1. Lung transplantation causes a total interruption of the innervation and vascularization within the transplanted organ, followed by repair processes. This is frequently associated with bronchial hyper-responsiveness. A common feature of tissue repair is an increase in the number of mast cells. Three phenotypically distinct mast cell subsets, with respect to their protease content, have been identified in rat lung, and it is probable that mast cells of differing protease phenotype fulfil different functions.

2. We have compared the number, protease phenotype and distribution of mast cells in left lung from transplanted and control Lewis rats 1 month after syngeneic unilateral left lung transplantation, without interference of inflammation, graft rejection or of any treatment. Connective and mucosal-type mast cell phenotypes were characterized using antibodies directed against their specific rat mast cell proteases, RMCPI and RMCPII, respectively.

3. After transplantation, RMCPI and RMCPII tissue concentrations increased by 172% and 239%, respectively, compared with controls (13.1 ± 1.2 and 5.6±1.0 μg/g).
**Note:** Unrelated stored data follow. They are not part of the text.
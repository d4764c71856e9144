// License: MIT
// Copyright © 2024 Frequenz Energy-as-a-Service GmbH

//! This module is only compiled when running unit tests and contains the
//! `TopologyBuilder`, which can declaratively build distribution networks
//! for use in tests.

use crate::{
    Consumer, DistributionNode, Error, EvStation, GeoPoint, Substation, Topology, TrafficLight,
};

enum Pending {
    Substation(u64, GeoPoint, Substation),
    Distribution(u64, u64, GeoPoint, DistributionNode),
    Consumer(u64, GeoPoint, Consumer),
}

/// A builder for creating distribution networks easily, for use in tests.
///
/// Ids are handed out sequentially, starting at 1.  Substations and
/// distribution nodes are added in the order they were declared, then every
/// consumer is assigned to its nearest feeder.
pub(crate) struct TopologyBuilder {
    pending: Vec<Pending>,
    next_id: u64,
}

impl TopologyBuilder {
    /// Creates a new `TopologyBuilder`.
    pub(crate) fn new() -> Self {
        TopologyBuilder {
            pending: Vec::new(),
            next_id: 1,
        }
    }

    fn next_id(&mut self) -> u64 {
        let id = self.next_id;
        self.next_id += 1;
        id
    }

    /// Adds a substation and returns its id.
    pub(crate) fn substation(&mut self, name: &str, position: GeoPoint) -> u64 {
        let id = self.next_id();
        self.pending.push(Pending::Substation(
            id,
            position,
            Substation::new(name, 138.0, 13.8, 50.0),
        ));
        id
    }

    /// Adds a transformer below `parent` and returns its id.
    pub(crate) fn transformer(&mut self, parent: u64, position: GeoPoint) -> u64 {
        let id = self.next_id();
        self.pending.push(Pending::Distribution(
            id,
            parent,
            position,
            DistributionNode::transformer(format!("T-{id}"), 2000.0),
        ));
        id
    }

    /// Adds a feeder below `parent` and returns its id.
    pub(crate) fn feeder(&mut self, parent: u64, position: GeoPoint) -> u64 {
        let id = self.next_id();
        self.pending.push(Pending::Distribution(
            id,
            parent,
            position,
            DistributionNode::feeder(format!("F-{id}"), 500.0),
        ));
        id
    }

    /// Adds a 0.3kW traffic light and returns its id.
    pub(crate) fn light(&mut self, position: GeoPoint) -> u64 {
        let id = self.next_id();
        let light = TrafficLight::new(format!("Intersection {id}"), 0.3);
        self.pending
            .push(Pending::Consumer(id, position, light.into()));
        id
    }

    /// Adds a 0.3kW traffic light with battery backup and returns its id.
    pub(crate) fn backup_light(&mut self, position: GeoPoint) -> u64 {
        let id = self.next_id();
        let light = TrafficLight::new(format!("Intersection {id}"), 0.3).with_battery_backup();
        self.pending
            .push(Pending::Consumer(id, position, light.into()));
        id
    }

    /// Adds an EV station with 7.2kW chargers and returns its id.
    pub(crate) fn ev_station(&mut self, position: GeoPoint, chargers: u32, charging: u32) -> u64 {
        let id = self.next_id();
        let mut station = EvStation::new(format!("Station {id}"), chargers, 7.2);
        station.vehicles_charging = charging;
        self.pending
            .push(Pending::Consumer(id, position, station.into()));
        id
    }

    /// Builds and returns the topology.
    pub(crate) fn build(self) -> Result<Topology, Error> {
        let mut topology = Topology::default();
        let mut consumers = vec![];
        for pending in self.pending {
            match pending {
                Pending::Substation(id, position, substation) => {
                    topology.add_substation(id, position, substation)?
                }
                Pending::Distribution(id, parent, position, node) => {
                    topology.add_distribution_node(id, parent, position, node)?
                }
                Pending::Consumer(id, position, consumer) => {
                    consumers.push((id, position, consumer))
                }
            }
        }

        let feeders = topology.feeder_index();
        for (id, position, consumer) in consumers {
            topology.assign_consumer(id, position, consumer, &feeders)?;
        }
        Ok(topology)
    }
}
4. Localization of mast cell phenotypes was studied by immunohistochemistry after double immunostaining. The number of mast cells increased after transplantation: the increase in the number of RMCPI-immunoreactive mast cells (RMCPI+) was significant around bronchioles and arterioles, around large vessels and in the pleura. The number of RMCPII+ mast cells also significantly increased around bronchioles and arterioles, as well as in the smooth muscle layer of large airways. Some mast cells stained for the presence of both RMCPI and RMCPII, supporting the existence of co-expressing phenotype in rat lung. The number of mast cells of the RMCPI+ /H+ phenotype significantly increased around bronchioles and arterioles and in the pleura. Moreover, the distribution of the mast cell phenotypes was modified in the different areas after transplantation.

5. This indicates a local differentiation/maturation of mast cells after transplantation.